Whether that help takes the shape of providing educational materials about the complicated healthcare system and individual insurance plans, offering payment plans, keeping credit cards on file, or ensuring you accept multiple forms of payment—including cash, cards, and checks—is completely up to you. Just remember that it’s ultimately in your best interest to ensure patients have everything they need to pay you. Jordan Rosenfeld—the author of this Medical Economics article—actually recommends performing a “financial biopsy” on each patient. As a non-provider, that phrase seems a little harsh to me, but ultimately, the point is to evaluate the patient’s “propensity to pay, and what alternate sponsors are there to cover that…”

2. Collect payment at the time of service.

It’s always been a good idea to collect payment at the time of service, but now it’s imperative. Not only is it important to get your patients into the habit of paying you at every appointment, but it also saves you both from surprises down the line. As we’ve reported previously, only 21% of patient balances that aren’t collected at the point of service are ever collected. And that can be a serious drain on your bottom line—not to mention a whole lot of bad debt to write off. Thus, you’ll want to ensure that everyone responsible for collecting patient payments can confidently do so. That means making sure they are able to answer any questions about the amount due.

3. Involve your entire staff.

You’ll also want to involve your entire staff in the RCM process. As Joe Sawyer—chief marketing and communications officer at Integra—explained in the above-cited Medical Economics article, “RCM management used to be ‘a back office function.’” However, “the practices that will thrive under [the value-based care model] will be those where the lead practice administrators are ‘very much on the front lines alongside their clinical counterparts, because they have to look together at how they’re performing against various measures,’” Sawyer said.

4. Create a payment policy, communicate it, and then enforce it.
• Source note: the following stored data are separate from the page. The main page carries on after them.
//! Post write requests and the outcomes workers send back.
//!
//! The event loop never mutates the collection when a request is issued. A
//! change becomes visible only when the matching [`PostOutcome`] arrives and
//! is applied by the runtime handlers.

use tokio::sync::mpsc;

use crate::logic::filter::selected_post;
use crate::sources::ApiError;
use crate::state::{AppState, NewPost, Post, PostPatch};

/// Work item for the posts worker.
#[derive(Debug, Clone, PartialEq, Eq)]
pub enum PostRequest {
    /// `GET /posts`
    Load,
    /// `POST /posts`
    Create(NewPost),
    /// `PATCH /posts/{id}`
    Update {
        /// Target post.
        id: u64,
        /// Fields to replace.
        patch: PostPatch,
    },
    /// `DELETE /posts/{id}`
    Delete {
        /// Target post.
        id: u64,
    },
}

impl PostRequest {
    /// Short name used in logs.
    #[must_use]
    pub const fn label(&self) -> &'static str {
        match self {
            Self::Load => "load",
            Self::Create(_) => "create",
            Self::Update { .. } => "update",
            Self::Delete { .. } => "delete",
        }
    }
}

/// Result of one [`PostRequest`], routed back to the event loop.
#[derive(Debug, Clone, PartialEq, Eq)]
pub enum PostOutcome {
    /// Full collection or the load failure.
    Loaded(Result<Vec<Post>, ApiError>),
    /// Server-assigned post or the create failure.
    Created(Result<Post, ApiError>),
    /// Updated post for `id` or the update failure.
    Updated {
        /// Target of the request.
        id: u64,
        /// Server echo of the post after the update.
        result: Result<Post, ApiError>,
    },
    /// Delete confirmation for `id` or the failure.
    Deleted {
        /// Target of the request.
        id: u64,
        /// Empty on success.
        result: Result<(), ApiError>,
    },
}

/// What: Queue a full reload of the collection.
///
/// Inputs:
/// - `app`: Application state; `loading_posts` is raised.
/// - `tx`: Posts worker request channel.
///
/// Output:
/// - `true` when the request was queued.
pub fn request_load(app: &mut AppState, tx: &mpsc::UnboundedSender<PostRequest>) -> bool {
    if tx.send(PostRequest::Load).is_err() {
        tracing::error!("posts worker is gone; cannot load");
        app.show_toast("Post service is not running");
        return false;
    }
    app.loading_posts = true;
    true
}

/// What: Queue deletion of the post under the list cursor.
///
/// Inputs:
/// - `app`: Application state.
/// - `tx`: Posts worker request channel.
///
/// Output:
/// - Id of the post the request targets, or `None` if nothing was sent.
///
/// Details:
/// - The post stays in the list until the server confirms.
/// - Deletion is immediate; there is no confirmation prompt.
pub fn request_delete(app: &mut AppState, tx: &mpsc::UnboundedSender<PostRequest>) -> Option<u64> {
    let id = selected_post(app)?.id;
    if tx.send(PostRequest::Delete { id }).is_err() {
        tracing::error!(id, "posts worker is gone; cannot delete");
        app.show_toast("Post service is not running");
        return None;
    }
    tracing::info!(id, "delete requested");
    Some(id)
}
For consistency’s sake, it’s always a good idea to put your payment policies on paper—and then communicate and enforce them (and that includes everything from cancellation fees to how you handle unpaid balances). That way, everyone—your staff and your patients—is on the same page regarding expectations from day one. Plus, you’ll have an official game plan for handling overdue balances. As we discussed here, the ACA International found that healthcare practices “recover less than $13 for every $100 owed once they turn bad debt over to third-party collection agencies.” Thus, to keep more of your hard-earned money, you’ll want keep the collection process in-house for as long as possible. That means sending out your own collection letters.

5. Prioritize clean claims.

While patient payments are making up an even greater percentage of most practices’ revenue pie, third-party reimbursements are still important. Thus, you’ll want to continue prioritizing clean claims and a high first-pass acceptance rate. You’ll also want to be sure you’re remedying any denials as soon as you receive them to ensure you’re not leaving money on the table with your payers. As we discussed here, it’s also a good idea to keep a denial log, so you can identify operational trends that may be causing a higher-than-normal number of unpaid claims. After all, that can most definitely contribute to your bad debt.

6. Adopt the right software.

And, because the most common reason for claim denials is incorrect information, adopting the right software solution (read: EMR plus billing software or RCM service) can make all the difference in getting paid in-full the first time around. In the above-cited Physicians Practice article, the author recommends that providers adopt technology solutions that:

  • are always up to date with government and private payer mandates, and
  • streamline workflows to help providers capture quality measures in the moment of care.

If you’re doubting your current technology solution, ask yourself whether it:

  • “Reduces your operating costs or adds to them.”
  • “Helps you grow your patient population.”
  • “Helps you work more efficiently or slows you down.”
  • “Improves your collection rate.”

If the answers aren’t favorable, it’s time to switch to a better solution.

There you have it: six strategies for keeping your clinic out of the red—and collecting the money you deserve. How does your clinic avoid the bad debt blues? Tell us in the comment section below.